What you will do
Look for "LoadState" in the records and copy every line that has it.

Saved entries

+ + + + +

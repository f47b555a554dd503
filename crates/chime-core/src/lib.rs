//! chime-core — cross-backend sound playback manager.
//!
//! Many logical sounds multiplexed over one of two backends, with a single
//! consistent lifecycle regardless of which backend plays them.
//!
//! # Architecture
//!
//! ```text
//! Manager        setup, backend selection, readiness, global operations
//!  └ SoundRegistry   id → SoundHandle, creation order
//!     └ SoundHandle  play state, volume/pan/mute, watches, listeners
//!        └ BackendAdapter  plugin slot (polled) or native stream (pushed)
//! ```
//!
//! Commands flow down synchronously. Backend signals flow up through an
//! `EventQueue` that the manager drains on `tick()`.

pub mod backend;
pub mod clock;
pub mod config;
pub mod error;
pub mod manager;
pub mod models;
pub mod registry;
pub mod sound;

#[cfg(test)]
pub(crate) mod testing;

use std::sync::Arc;

pub use backend::{BackendAdapter, BackendDriver, BackendKind, Probe, UpdateMode};
pub use clock::{Clock, ManualClock, SystemClock};
pub use config::{BackendMode, ManagerConfig, SetupOptions, SoundDefaults, VolumeScope};
pub use error::{Error, Result};
pub use manager::{Manager, ReadyState, ReadyStatus};
pub use models::{
    LoadOptions, LoadState, PlayOptions, PlayState, SoundCommand, SoundInfo, SoundOptions,
};
pub use registry::BatchOutcome;
pub use sound::{SoundEvent, SoundHandle, WatchId};

/// Manager with every built-in backend: native output (feature `native`)
/// and the plugin backend over a permissive headless bridge.
pub fn standard_manager(clock: Arc<dyn Clock>) -> Manager {
    let bridge = backend::plugin::HeadlessBridge::new(Arc::clone(&clock)).permissive();
    let manager = Manager::new(clock).with_driver(backend::plugin::PluginDriver::new(bridge));
    #[cfg(feature = "native")]
    let manager = manager.with_driver(backend::native::NativeDriver::new());
    manager
}

#[cfg(test)]
mod tests {
    use super::*;
    use std::cell::RefCell;
    use std::rc::Rc;

    fn plugin_session(clock: &ManualClock) -> Manager {
        let mut manager = standard_manager(Arc::new(clock.clone()));
        manager
            .setup_json(&serde_json::json!({
                "backend_mode": "plugin_only",
                "plugin_poll_interval_ms": 25,
                "flash_version": 9
            }))
            .unwrap();
        manager.start().unwrap();
        manager
    }

    #[test]
    fn standard_manager_runs_headless_in_plugin_mode() {
        let clock = ManualClock::new();
        let manager = plugin_session(&clock);
        assert_eq!(manager.active_backend(), Some(BackendKind::Plugin));
        assert_eq!(manager.config().plugin_poll_interval_ms, 25);
    }

    #[test]
    fn json_session_tracks_position() {
        let clock = ManualClock::new();
        let mut manager = plugin_session(&clock);
        for cmd in [
            serde_json::json!({"action": "create", "id": "fx", "url": "fx.ogg", "volume": 80}),
            serde_json::json!({"action": "play", "id": "fx", "options": {"from": 200}}),
        ] {
            manager.command_json(&cmd).unwrap();
        }

        let positions = Rc::new(RefCell::new(Vec::new()));
        let p = Rc::clone(&positions);
        manager.sound_mut("fx").unwrap().on_event(move |_, e| {
            if let SoundEvent::Position(ms) = e {
                p.borrow_mut().push(*ms);
            }
        });

        for _ in 0..4 {
            clock.advance(25);
            manager.tick();
        }
        let info = manager.sound_info("fx").unwrap();
        assert_eq!(info.play_state, PlayState::Playing);
        assert_eq!(info.load_state, LoadState::Loaded);
        assert_eq!(info.duration_ms, None);
        assert!(info.position_ms >= 200);
        let seen = positions.borrow();
        assert!(!seen.is_empty());
        assert!(seen.windows(2).all(|w| w[0] <= w[1]));
    }

    #[test]
    fn destruct_then_everything_is_refused() {
        let clock = ManualClock::new();
        let mut manager = plugin_session(&clock);
        manager
            .create_sound(SoundOptions::new("a", "a.mp3"))
            .unwrap();
        manager.destruct();
        assert_eq!(manager.sound_ids(), Vec::<String>::new());
        assert_eq!(
            manager.command(SoundCommand::StopAll),
            Err(Error::ManagerDestroyed)
        );
        assert_eq!(manager.reboot(false), Err(Error::ManagerDestroyed));
    }
}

+ + + + +

Result of the exercise
    LoadOptions, LoadState, PlayOptions, PlayState, SoundCommand, SoundInfo, SoundOptions,
        assert_eq!(info.load_state, LoadState::Loaded);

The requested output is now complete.